▸ **What to produce**: Keep only the lines from the start of the data through the line containing "request issued for", and output them exactly.

[Collected data]
****************************************

mod api;
mod components;
mod coords;
mod pages;

use dioxus::prelude::*;

#[derive(Routable, Clone, PartialEq)]
enum Route {
    #[route("/")]
    Home {},
}

#[component]
fn Home() -> Element {
    rsx! {
        pages::explorer::Explorer {}
    }
}

const CSS: Asset = asset!("/assets/main.css");
const FAVICON: Asset = asset!("/assets/favicon.svg");

#[allow(non_snake_case)]
fn App() -> Element {
    rsx! {
        document::Link { rel: "icon", r#type: "image/svg+xml", href: FAVICON }
        document::Stylesheet { href: CSS }
        Router::<Route> {}
    }
}

fn main() {
    dioxus::logger::initialize_default();
    launch(App);
}
/// View state for the map screen as an immutable value.
///
/// Every transition goes through [`ViewState::apply`], which returns a new
/// state and leaves the old one untouched. Asynchronous loads are tagged with
/// a per-source generation: a result older than the latest request issued for
/// its source is dropped so a late response never overwrites newer data.
use std::collections::{BTreeMap, BTreeSet};
use std::sync::Arc;

use crate::loader::attach_images;
use crate::markers::derive_markers;
use crate::models::{Amenity, AmenityCategory, Marker, Overlay, Project, ProjectImages};
use crate::nearest::NearestAmenity;

#[derive(Debug, Clone, Copy, PartialEq, Eq, PartialOrd, Ord, Hash)]
pub enum DataSource {
    Projects,
    ProjectImages,
    Amenities(AmenityCategory),
    Overlays,
    Nearest,
}

impl std::fmt::Display for DataSource {
    fn fmt(&self, f: &mut std::fmt::Formatter<'_>) -> std::fmt::Result {
        match self {
            DataSource::Projects => write!(f, "projects"),
            DataSource::ProjectImages => write!(f, "project images"),
            DataSource::Amenities(c) => write!(f, "{} amenities", c),
            DataSource::Overlays => write!(f, "overlays"),
            DataSource::Nearest => write!(f, "nearest amenities"),
        }
    }
}

/// Data delivered by a completed load.
#[derive(Debug, Clone, PartialEq)]
pub enum Payload {
    Projects(Vec<Project>),
    ProjectImages(Vec<ProjectImages>),
    Amenities(Vec<Amenity>),
    Overlays(Vec<Overlay>),
    Nearest {
        project_id: String,
        entries: Vec<NearestAmenity>,
    },
    /// The load failed; the source is left empty.
    Failed(String),
}

#[derive(Debug, Clone, PartialEq)]
pub enum Action {
    SelectProject(String),
    ClearSelection,
    SetFilters(BTreeSet<AmenityCategory>),
    RequestIssued(DataSource),
    DataLoaded {
        source: DataSource,
        generation: u64,
        payload: Payload,
    },
}

/// Nearest-amenity results for one project.
#[derive(Debug, Clone, PartialEq)]
pub struct NearestResult {
    pub project_id: String,
    pub entries: Arc<[NearestAmenity]>,
}

#[derive(Debug, Clone, PartialEq)]
pub struct ViewState {
    pub projects: Arc<[Project]>,
    pub images: Arc<[ProjectImages]>,
    pub amenities: BTreeMap<AmenityCategory, Arc<[Amenity]>>,
    pub overlays: Arc<[Overlay]>,
    pub selected: Option<String>,
    pub filters: BTreeSet<AmenityCategory>,
    pub nearest: Option<NearestResult>,
    generations: BTreeMap<DataSource, u64>,
}

impl Default for ViewState {
    fn default() -> Self {
        ViewState {
            projects: Arc::from(Vec::new()),
            images: Arc::from(Vec::new()),
            amenities: BTreeMap::new(),
            overlays: Arc::from(Vec::new()),
            selected: None,
            filters: BTreeSet::new(),
            nearest: None,
            generations: BTreeMap::new(),
        }
    }
}

impl ViewState {
    pub fn new() -> Self {
        Self::default()
    }

    /// Latest generation issued for `source` (0 before any request).
    pub fn generation(&self, source: DataSource) -> u64 {
        self.generations.get(&source).copied().unwrap_or(0)
    }

    pub fn selected_project(&self) -> Option<&Project> {
        let id = self.selected.as_deref()?;
        self.projects.iter().find(|p| p.id == id)
    }

    /// Projects with the separate image dataset merged in.
    pub fn projects_with_images(&self) -> Vec<Project> {
        attach_images(&self.projects, &self.images)
    }

    /// Every image URL known for a project, own images first.
    pub fn images_for(&self, project: &Project) -> Vec<String> {
        attach_images(std::slice::from_ref(project), &self.images)
            .pop()
            .map(|p| p.images)
            .unwrap_or_default()
    }

    /// Nearest-amenity entries for the current selection, if resolved.
    pub fn nearest(&self) -> Option<&[NearestAmenity]> {
        let result = self.nearest.as_ref()?;
        (self.selected.as_deref() == Some(result.project_id.as_str()))
            .then_some(&result.entries[..])
    }

    pub fn markers(&self) -> Vec<Marker> {
        derive_markers(
            &self.projects,
            self.selected_project(),
            &self.filters,
            &self.amenities,
        )
    }

    /// Apply a transition, producing the next state.
    pub fn apply(&self, action: Action) -> ViewState {
        let mut next = self.clone();
        match action {
            Action::SelectProject(id) => {
                if !self.projects.iter().any(|p| p.id == id) {
                    tracing::warn!(project_id = %id, "Ignoring selection of unknown project");
                    return next;
                }
                if next.nearest.as_ref().is_some_and(|n| n.project_id != id) {
                    next.nearest = None;
                }
                next.selected = Some(id);
            }
            Action::ClearSelection => {
                next.selected = None;
                next.nearest = None;
            }
            Action::SetFilters(filters) => {
                next.filters = filters;
            }
            Action::RequestIssued(source) => {
                *next.generations.entry(source).or_insert(0) += 1;
            }
            Action::DataLoaded {
                source,
                generation,
                payload,
            } => {
                let latest = self.generation(source);
                if generation < latest {
                    tracing::debug!(%source, generation, latest, "Discarding stale load result");
                    return next;
                }
                next.load(source, payload);
            }
        }
        next
    }

    fn load(&mut self, source: DataSource, payload: Payload) {
        match (source, payload) {
            (_, Payload::Failed(reason)) => {
                tracing::error!(%source, error = %reason, "Failed to load data source");
                self.clear(source);
            }
            (DataSource::Projects, Payload::Projects(projects)) => {
                tracing::info!(count = projects.len(), "Loaded projects");
                self.projects = Arc::from(projects);
                if self.selected_project().is_none() {
                    self.selected = None;
                    self.nearest = None;
                }
            }
            (DataSource::ProjectImages, Payload::ProjectImages(images)) => {
                self.images = Arc::from(images);
            }
            (DataSource::Amenities(category), Payload::Amenities(list)) => {
                tracing::info!(%category, count = list.len(), "Loaded amenities");
                let list: Vec<Amenity> = list
                    .into_iter()
                    .filter(|a| a.category == category)
                    .collect();
                self.amenities.insert(category, Arc::from(list));
            }
            (DataSource::Overlays, Payload::Overlays(overlays)) => {
                self.overlays = Arc::from(overlays);
            }
            (DataSource::Nearest, Payload::Nearest { project_id, entries }) => {
                if self.selected.as_deref() == Some(project_id.as_str()) {
                    self.nearest = Some(NearestResult {
                        project_id,
                        entries: Arc::from(entries),
                    });
                } else {
                    tracing::debug!(%project_id, "Dropping nearest amenities for stale selection");
                }
            }
            (source, payload) => {
                tracing::warn!(%source, ?payload, "Payload does not match data source");
            }
        }
    }

    fn clear(&mut self, source: DataSource) {
        match source {
            DataSource::Projects => {
                self.projects = Arc::from(Vec::new());
                self.selected = None;
                self.nearest = None;
            }
            DataSource::ProjectImages => self.images = Arc::from(Vec::new()),
            DataSource::Amenities(category) => {
                self.amenities.remove(&category);
            }
            DataSource::Overlays => self.overlays = Arc::from(Vec::new()),
            DataSource::Nearest => self.nearest = None,
        }
    }
}
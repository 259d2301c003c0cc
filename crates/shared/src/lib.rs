pub mod geo;
pub mod loader;
pub mod markers;
pub mod models;
pub mod nearest;
pub mod state;
mod config;
mod error;
mod places;

use std::path::{Path, PathBuf};

use axum::http::HeaderValue;
use axum::{response::Html, routing::get, Json, Router};
use tower_http::cors::CorsLayer;
use tower_http::services::ServeDir;
use tower_http::set_header::SetResponseHeaderLayer;
use tower_http::trace::TraceLayer;
use tracing_subscriber::EnvFilter;

use config::Config;
use places::{places_handler, PlacesClient};

#[derive(Clone)]
pub struct AppState {
    pub places: PlacesClient,
}

/// Build a cache-controlled static file router.
///
/// Separated so tests can exercise the caching layer with arbitrary directories.
fn cached_static_router(dir: &Path, cache_header: &'static str) -> Router {
    let layer = SetResponseHeaderLayer::overriding(
        axum::http::header::CACHE_CONTROL,
        HeaderValue::from_static(cache_header),
    );
    Router::new()
        .fallback_service(ServeDir::new(dir))
        .layer(layer)
}

const CACHE_1DAY: &str = "public, max-age=86400, must-revalidate";
const CACHE_IMMUTABLE: &str = "public, max-age=31536000, immutable";

async fn health() -> Json<serde_json::Value> {
    Json(serde_json::json!({ "status": "ok" }))
}

/// JSON endpoints, with CORS and request tracing.
fn build_api(state: AppState) -> Router {
    Router::new()
        .route("/api/places", get(places_handler))
        .route("/api/health", get(health))
        .with_state(state)
        .layer(CorsLayer::permissive())
        .layer(TraceLayer::new_for_http())
}

/// Build the full application router.
fn build_app(state: AppState, data_dir: &Path, dist_dir: &Path) -> Router {
    let static_files = Router::new()
        .nest("/data", cached_static_router(data_dir, CACHE_1DAY))
        .nest("/dist", cached_static_router(dist_dir, CACHE_IMMUTABLE))
        .nest(
            "/assets",
            cached_static_router(&dist_dir.join("assets"), CACHE_IMMUTABLE),
        );

    let index_path = dist_dir.join("index.html");
    Router::new()
        .route("/", get(move || serve_index(index_path.clone())))
        .merge(static_files)
        .layer(CorsLayer::permissive())
        .merge(build_api(state))
}

#[tokio::main]
async fn main() -> anyhow::Result<()> {
    tracing_subscriber::fmt()
        .with_env_filter(
            EnvFilter::try_from_default_env()
                .unwrap_or_else(|_| EnvFilter::new("info,tower_http=info")),
        )
        .init();

    let config = Config::from_env()?;
    let places = PlacesClient::new(&config.places)?;
    let app = build_app(AppState { places }, &config.data_dir, &config.dist_dir);

    let addr = format!("0.0.0.0:{}", config.port);
    let listener = tokio::net::TcpListener::bind(&addr).await?;
    tracing::info!(
        port = config.port,
        data_dir = %config.data_dir.display(),
        places_api = %config.places.api_base,
        "Server running at http://localhost:{}",
        config.port
    );

    axum::serve(listener, app).await?;
    Ok(())
}

async fn serve_index(index_path: PathBuf) -> Html<String> {
    // Try to serve the built frontend, fall back to a simple message
    match tokio::fs::read_to_string(&index_path).await {
        Ok(html) => Html(html),
        Err(_) => Html(
            r#"<!DOCTYPE html>
<html>
<head><title>Estate Map</title></head>
<body>
<h1>Estate Map</h1>
<p>Frontend not built yet. Static geodata is served under <a href="/data/projects.json">/data</a>.</p>
</body>
</html>"#
                .to_string(),
        ),
    }
}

****************************************

▸ **Written response**:
mod api;
mod components;
mod coords;
mod pages;

use dioxus::prelude::*;

#[derive(Routable, Clone, PartialEq)]
enum Route {
    #[route("/")]
    Home {},
}

#[component]
fn Home() -> Element {
    rsx! {
        pages::explorer::Explorer {}
    }
}

const CSS: Asset = asset!("/assets/main.css");
const FAVICON: Asset = asset!("/assets/favicon.svg");

#[allow(non_snake_case)]
fn App() -> Element {
    rsx! {
        document::Link { rel: "icon", r#type: "image/svg+xml", href: FAVICON }
        document::Stylesheet { href: CSS }
        Router::<Route> {}
    }
}

fn main() {
    dioxus::logger::initialize_default();
    launch(App);
}
/// View state for the map screen as an immutable value.
///
/// Every transition goes through [`ViewState::apply`], which returns a new
/// state and leaves the old one untouched. Asynchronous loads are tagged with
/// a per-source generation: a result older than the latest request issued for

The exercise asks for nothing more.